=== Data to examine ===

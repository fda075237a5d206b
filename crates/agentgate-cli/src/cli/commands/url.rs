//! `agentgate url <connector>` – build the sanitized outbound URL.

use super::Output;
use agentgate_core::sanitize::QueryParams;
use agentgate_core::Gate;
use anyhow::Result;

/// Inputs of the `url` command.
#[derive(Debug, Clone)]
pub struct UrlArgs {
    pub connector: String,
    pub sub_path: Option<String>,
    pub query: Option<String>,
    pub params: Vec<(String, String)>,
    pub accept: Option<String>,
}

impl UrlArgs {
    /// `--query` pairs first, then `--param` pairs, in command-line order.
    pub fn query_params(&self) -> QueryParams {
        let mut params = self
            .query
            .as_deref()
            .map(QueryParams::from_query)
            .unwrap_or_default();
        for (k, v) in &self.params {
            params.push(k.as_str(), v.as_str());
        }
        params
    }
}

pub fn run_url(gate: &Gate, args: &UrlArgs, out: Output) -> Result<()> {
    let params = args.query_params();
    let url = gate.outbound_url(
        &args.connector,
        args.sub_path.as_deref(),
        &params,
        args.accept.as_deref(),
    )?;
    out.emit(
        &url,
        serde_json::json!({
            "policy": gate.sanitizer().policy(),
            "url": url.as_str(),
        }),
    )
}
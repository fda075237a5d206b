use crate::agent::AgentPlanner;
use crate::error::RuleError;
use crate::gate::Gate;
use crate::media_type::{
    MediaType, APPLICATION_JSON, SPARQL_QUERY, SPARQL_RESULTS_JSON, SPARQL_RESULTS_XML,
};
use crate::sanitize::{
    AssetReferencePattern, ParameterAllowRule, RewritingSanitizer, SanitizerPolicy, UriSanitizer,
    DEFAULT_ASSET_REFERENCE_PATTERN, DEFAULT_KEY_ALLOW, DEFAULT_RESERVED_KEYS, DEFAULT_VALUE_ALLOW,
};
use anyhow::{Context, Result};
use serde::{Deserialize, Serialize};
use std::fs;
use std::path::{Path, PathBuf};

/// Query parameter allow-list (optional `[parameters]` section in config.toml).
#[derive(Debug, Clone, Serialize, Deserialize)]
#[serde(default)]
pub struct ParameterConfig {
    /// Pattern every forwarded key must match in full.
    pub key_allow: String,
    /// Pattern every forwarded value must match in full.
    pub value_allow: String,
    /// Keys that are never forwarded.
    pub reserved_keys: Vec<String>,
}

impl Default for ParameterConfig {
    fn default() -> Self {
        Self {
            key_allow: DEFAULT_KEY_ALLOW.to_string(),
            value_allow: DEFAULT_VALUE_ALLOW.to_string(),
            reserved_keys: DEFAULT_RESERVED_KEYS
                .iter()
                .map(|k| k.to_string())
                .collect(),
        }
    }
}

/// Media types offered during negotiation (optional `[negotiation]` section).
#[derive(Debug, Clone, Serialize, Deserialize)]
#[serde(default)]
pub struct NegotiationConfig {
    /// Ranked representations the rewriting sanitizer resolves `cx_accept` to.
    pub sanitizer_supported: Vec<String>,
    /// Ranked result encodings for agent queries; the first is the default.
    pub result_types: Vec<String>,
    /// Body types accepted on posted queries.
    pub body_types: Vec<String>,
}

impl Default for NegotiationConfig {
    fn default() -> Self {
        Self {
            sanitizer_supported: vec![APPLICATION_JSON.to_string()],
            result_types: vec![SPARQL_RESULTS_JSON.to_string(), SPARQL_RESULTS_XML.to_string()],
            body_types: vec![
                SPARQL_QUERY.to_string(),
                SPARQL_RESULTS_JSON.to_string(),
                SPARQL_RESULTS_XML.to_string(),
            ],
        }
    }
}

/// Global configuration loaded from `~/.config/agentgate/config.toml`.
#[derive(Debug, Clone, Serialize, Deserialize)]
#[serde(default)]
pub struct GateConfig {
    /// Sanitizer variant: "rewriting" (default) or "passthrough".
    pub policy: SanitizerPolicy,
    /// Pattern with an `asset` group, matched against the whole asset reference.
    pub asset_reference_pattern: String,
    pub parameters: ParameterConfig,
    pub negotiation: NegotiationConfig,
}

impl Default for GateConfig {
    fn default() -> Self {
        Self {
            policy: SanitizerPolicy::default(),
            asset_reference_pattern: DEFAULT_ASSET_REFERENCE_PATTERN.to_string(),
            parameters: ParameterConfig::default(),
            negotiation: NegotiationConfig::default(),
        }
    }
}

impl GateConfig {
    /// Compiles every pattern and media type list into a frozen [`Gate`].
    ///
    /// Patterns are compiled even under the passthrough policy so a bad file
    /// is rejected at startup whichever policy is selected.
    pub fn compile(&self) -> Result<Gate, RuleError> {
        let allow = ParameterAllowRule::new(
            &self.parameters.key_allow,
            &self.parameters.value_allow,
            self.parameters.reserved_keys.clone(),
        )?;
        let asset = AssetReferencePattern::new(&self.asset_reference_pattern)?;
        let supported = parse_media_types(
            "negotiation.sanitizer_supported",
            &self.negotiation.sanitizer_supported,
        )?;
        let result_types =
            parse_media_types("negotiation.result_types", &self.negotiation.result_types)?;
        let body_types = parse_media_types("negotiation.body_types", &self.negotiation.body_types)?;

        let sanitizer = match self.policy {
            SanitizerPolicy::Passthrough => UriSanitizer::Passthrough,
            SanitizerPolicy::Rewriting => {
                UriSanitizer::Rewriting(RewritingSanitizer::new(allow, asset, supported))
            }
        };
        Ok(Gate::new(sanitizer, AgentPlanner::new(result_types, body_types)))
    }

    pub fn to_toml_string(&self) -> Result<String> {
        Ok(toml::to_string_pretty(self)?)
    }
}

fn parse_media_types(name: &'static str, raw: &[String]) -> Result<Vec<MediaType>, RuleError> {
    if raw.is_empty() {
        return Err(RuleError::EmptyMediaTypes(name));
    }
    raw.iter()
        .map(|v| {
            MediaType::parse(v).map_err(|source| RuleError::InvalidMediaType {
                name,
                value: v.clone(),
                source,
            })
        })
        .collect()
}

pub fn config_path() -> Result<PathBuf> {
    let xdg_dirs = xdg::BaseDirectories::with_prefix("agentgate")?;
    Ok(xdg_dirs.place_config_file("config.toml")?)
}

/// Load configuration from disk, creating a default file if none exists.
pub fn load_or_init() -> Result<GateConfig> {
    let path = config_path()?;
    if !path.exists() {
        let default_cfg = GateConfig::default();
        let toml = default_cfg.to_toml_string()?;
        if let Some(parent) = path.parent() {
            fs::create_dir_all(parent)?;
        }
        fs::write(&path, toml).with_context(|| format!("write {}", path.display()))?;
        tracing::info!("created default config at {}", path.display());
        return Ok(default_cfg);
    }
    load_from(&path)
}

/// Load configuration from an explicit file.
pub fn load_from(path: &Path) -> Result<GateConfig> {
    let data = fs::read_to_string(path).with_context(|| format!("read {}", path.display()))?;
    let cfg: GateConfig =
        toml::from_str(&data).with_context(|| format!("parse {}", path.display()))?;
    Ok(cfg)
}
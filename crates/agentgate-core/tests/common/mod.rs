//! Helpers shared by the integration tests.

#![allow(dead_code)]

use agentgate_core::media_type::MediaType;
use url::Url;

/// Query pairs with the outer (URL) encoding removed.
pub fn query_pairs(url: &Url) -> Vec<(String, String)> {
    url.query_pairs()
        .map(|(k, v)| (k.into_owned(), v.into_owned()))
        .collect()
}

/// Strips the inner form encoding added to forwarded keys and values.
pub fn decode_parameter(encoded: &str) -> String {
    url::form_urlencoded::parse(encoded.as_bytes())
        .next()
        .map(|(k, _)| k.into_owned())
        .unwrap_or_default()
}

pub fn json() -> Vec<MediaType> {
    vec![MediaType::application_json()]
}

pub fn sparql_results() -> Vec<MediaType> {
    vec![
        MediaType::sparql_results_json(),
        MediaType::sparql_results_xml(),
    ]
}
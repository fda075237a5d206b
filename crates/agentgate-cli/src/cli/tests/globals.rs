//! Global flags and argument errors.

use crate::cli::{Cli, CliCommand};
use clap::Parser;
use std::path::Path;

#[test]
fn cli_parse_global_flags_after_subcommand() {
    let cli = Cli::try_parse_from([
        "agentgate",
        "config",
        "--config",
        "/tmp/gate.toml",
        "--log-file",
        "/tmp/gate.log",
        "--json",
    ])
    .unwrap();
    assert_eq!(cli.config.as_deref(), Some(Path::new("/tmp/gate.toml")));
    assert_eq!(cli.log_file.as_deref(), Some(Path::new("/tmp/gate.log")));
    assert!(cli.json);
    assert!(matches!(cli.command, CliCommand::Config));
}

#[test]
fn cli_parse_defaults() {
    let cli = Cli::try_parse_from(["agentgate", "config"]).unwrap();
    assert!(cli.config.is_none());
    assert!(cli.log_file.is_none());
    assert!(!cli.json);
}

#[test]
fn cli_requires_subcommand() {
    assert!(Cli::try_parse_from(["agentgate"]).is_err());
}

#[test]
fn cli_rejects_unknown_policy() {
    assert!(Cli::try_parse_from(["agentgate", "url", "http://h/", "--policy", "strict"]).is_err());
}

#[test]
fn cli_rejects_param_without_equals() {
    assert!(Cli::try_parse_from(["agentgate", "url", "http://h/", "--param", "vin"]).is_err());
}

#[test]
fn cli_binding_text_conflicts_with_file() {
    assert!(Cli::try_parse_from(["agentgate", "binding", "SELECT", "--file", "q.rq"]).is_err());
}
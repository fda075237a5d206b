//! The frozen set of components a request handler works with.

use crate::agent::{AgentPlanner, QueryPlan};
use crate::error::GateError;
use crate::negotiate::acceptable_media_types;
use crate::sanitize::{QueryParams, RewritingSanitizer, UriSanitizer};
use url::Url;

/// Sanitizer plus agent planner, compiled once from configuration and
/// shared read-only (e.g. behind an `Arc`) by all request handlers.
#[derive(Debug, Clone)]
pub struct Gate {
    sanitizer: UriSanitizer,
    planner: AgentPlanner,
}

impl Default for Gate {
    fn default() -> Self {
        Self::new(
            UriSanitizer::Rewriting(RewritingSanitizer::default()),
            AgentPlanner::default(),
        )
    }
}

impl Gate {
    pub fn new(sanitizer: UriSanitizer, planner: AgentPlanner) -> Self {
        Self { sanitizer, planner }
    }

    pub fn sanitizer(&self) -> &UriSanitizer {
        &self.sanitizer
    }

    pub fn planner(&self) -> &AgentPlanner {
        &self.planner
    }

    /// Builds the outbound data plane URL from a raw inbound `Accept` header.
    pub fn outbound_url(
        &self,
        connector: &str,
        sub_path: Option<&str>,
        params: &QueryParams,
        accept: Option<&str>,
    ) -> Result<Url, GateError> {
        let acceptable = acceptable_media_types(accept);
        let url = self
            .sanitizer
            .build_url(connector, sub_path, params, &acceptable)?;
        tracing::debug!(policy = ?self.sanitizer.policy(), %url, "composed outbound url");
        Ok(url)
    }

    /// Plans a GET query.
    pub fn plan_query(
        &self,
        accept: Option<&str>,
        query: Option<&str>,
    ) -> Result<QueryPlan, GateError> {
        self.planner.plan_query(accept, query)
    }
}

#[cfg(test)]
mod tests {
    use super::*;
    use crate::media_type::MediaType;

    #[test]
    fn outbound_url_parses_accept_header() {
        let gate = Gate::default();
        let accept = Some("text/html, application/*");
        let url = gate
            .outbound_url("http://dp/api", None, &QueryParams::new(), accept)
            .unwrap();
        assert_eq!(url.as_str(), "http://dp/api/?cx_accept=application%252Fjson");
    }

    #[test]
    fn outbound_url_without_accept_defaults() {
        let gate = Gate::default();
        let url = gate
            .outbound_url("http://dp/api/", Some("x"), &QueryParams::new(), None)
            .unwrap();
        assert_eq!(url.as_str(), "http://dp/api/x?cx_accept=application%252Fjson");
    }

    #[test]
    fn plan_query_uses_planner() {
        let plan = Gate::default()
            .plan_query(None, Some("SELECT ?binding9 {}"))
            .unwrap();
        assert_eq!(plan.result_type, MediaType::sparql_results_json());
        assert_eq!(plan.binding.as_deref(), Some("binding9"));
    }
}
//! CLI for the agentgate sanitizer.

mod commands;

use agentgate_core::config::{self, GateConfig};
use agentgate_core::sanitize::SanitizerPolicy;
use anyhow::Result;
use clap::{Parser, Subcommand, ValueEnum};
use std::path::{Path, PathBuf};

use commands::{
    run_asset, run_binding, run_config, run_negotiate, run_plan, run_skill, run_url, Output,
    PlanArgs, UrlArgs,
};

/// Top-level CLI for agentgate.
#[derive(Debug, Parser)]
#[command(name = "agentgate")]
#[command(
    about = "agentgate: request sanitization and content negotiation for data plane agents",
    long_about = None
)]
pub struct Cli {
    /// Config file to use instead of ~/.config/agentgate/config.toml.
    #[arg(long, global = true, value_name = "PATH")]
    pub config: Option<PathBuf>,

    /// Log file to use instead of ~/.local/state/agentgate/agentgate.log.
    #[arg(long, global = true, value_name = "PATH")]
    pub log_file: Option<PathBuf>,

    /// Print results as JSON.
    #[arg(long, global = true)]
    pub json: bool,

    #[command(subcommand)]
    pub command: CliCommand,
}

/// Command-line spelling of [`SanitizerPolicy`].
#[derive(Debug, Clone, Copy, PartialEq, Eq, ValueEnum)]
pub enum PolicyArg {
    Passthrough,
    Rewriting,
}

impl From<PolicyArg> for SanitizerPolicy {
    fn from(p: PolicyArg) -> Self {
        match p {
            PolicyArg::Passthrough => SanitizerPolicy::Passthrough,
            PolicyArg::Rewriting => SanitizerPolicy::Rewriting,
        }
    }
}

#[derive(Debug, Subcommand)]
pub enum CliCommand {
    /// Build the sanitized outbound URL for a data plane call.
    Url {
        /// Connector (data plane) base URL.
        connector: String,
        /// Sub-path appended after the normalized base.
        #[arg(long)]
        sub_path: Option<String>,
        /// Inbound query string, e.g. "vin=WBA&troubleCode=P0745".
        #[arg(long, value_name = "QUERY")]
        query: Option<String>,
        /// Additional inbound parameter (repeatable).
        #[arg(long = "param", value_name = "KEY=VALUE", value_parser = parse_key_value)]
        params: Vec<(String, String)>,
        /// Inbound Accept header.
        #[arg(long)]
        accept: Option<String>,
        /// Override the configured sanitizer policy.
        #[arg(long, value_enum)]
        policy: Option<PolicyArg>,
    },

    /// Negotiate a result encoding for an Accept header.
    Negotiate {
        /// Accept header value; omitted means no preference.
        #[arg(long)]
        accept: Option<String>,
        /// Supported type, in priority order (repeatable). Defaults to the configured result types.
        #[arg(long = "supported", value_name = "TYPE")]
        supported: Vec<String>,
    },

    /// Extract the first ?bindingN variable from query text.
    Binding {
        /// Query text; read from --file when omitted.
        text: Option<String>,
        /// File holding the query text.
        #[arg(long, conflicts_with = "text")]
        file: Option<PathBuf>,
    },

    /// Extract the asset name from an asset reference.
    Asset {
        /// Raw asset reference, e.g. "urn:cx:GraphAsset#TestAsset".
        reference: String,
    },

    /// Plan an agent query: result encoding and binding variable.
    Plan {
        /// Accept header value.
        #[arg(long)]
        accept: Option<String>,
        /// Content-Type of the posted body; implies a POST request.
        #[arg(long)]
        content_type: Option<String>,
        /// Query passed as URL parameter.
        #[arg(long)]
        query: Option<String>,
        /// File holding the posted body; implies a POST request.
        #[arg(long, value_name = "PATH")]
        body: Option<PathBuf>,
    },

    /// Check a skill registration request.
    Skill {
        /// Asset name the skill is registered under.
        asset: String,
        /// Content-Type of the skill body.
        #[arg(long)]
        content_type: Option<String>,
        /// File holding the skill query.
        #[arg(long, value_name = "PATH")]
        body: Option<PathBuf>,
    },

    /// Show the config file location and the effective configuration.
    Config,
}

fn parse_key_value(s: &str) -> Result<(String, String), String> {
    s.split_once('=')
        .map(|(k, v)| (k.to_string(), v.to_string()))
        .ok_or_else(|| format!("expected KEY=VALUE, got `{s}`"))
}

fn load_config(path: Option<&Path>) -> Result<GateConfig> {
    match path {
        Some(p) => config::load_from(p),
        None => config::load_or_init(),
    }
}

impl Cli {
    pub fn run(self) -> Result<()> {
        let mut cfg = load_config(self.config.as_deref())?;
        tracing::debug!("loaded config: {:?}", cfg);
        let out = Output { json: self.json };

        match self.command {
            CliCommand::Url {
                connector,
                sub_path,
                query,
                params,
                accept,
                policy,
            } => {
                if let Some(p) = policy {
                    cfg.policy = p.into();
                }
                let args = UrlArgs {
                    connector,
                    sub_path,
                    query,
                    params,
                    accept,
                };
                run_url(&cfg.compile()?, &args, out)?;
            }
            CliCommand::Negotiate { accept, supported } => {
                run_negotiate(&cfg.compile()?, accept.as_deref(), &supported, out)?;
            }
            CliCommand::Binding { text, file } => {
                run_binding(&cfg.compile()?, text, file.as_deref(), out)?;
            }
            CliCommand::Asset { reference } => run_asset(&cfg.compile()?, &reference, out)?,
            CliCommand::Plan {
                accept,
                content_type,
                query,
                body,
            } => {
                let args = PlanArgs {
                    accept,
                    content_type,
                    query,
                    body,
                };
                run_plan(&cfg.compile()?, &args, out)?;
            }
            CliCommand::Skill {
                asset,
                content_type,
                body,
            } => run_skill(&cfg.compile()?, &asset, content_type.as_deref(), body.as_deref(), out)?,
            CliCommand::Config => run_config(self.config.as_deref(), &cfg)?,
        }

        Ok(())
    }
}

#[cfg(test)]
mod tests;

===

## Directions
Look for the word "PathBuf" throughout the material above and copy every line that has it.

## Answer to the problem
use std::path::{Path, PathBuf};
pub fn config_path() -> Result<PathBuf> {
use std::path::{Path, PathBuf};
    pub config: Option<PathBuf>,
    pub log_file: Option<PathBuf>,
        file: Option<PathBuf>,
        body: Option<PathBuf>,
        body: Option<PathBuf>,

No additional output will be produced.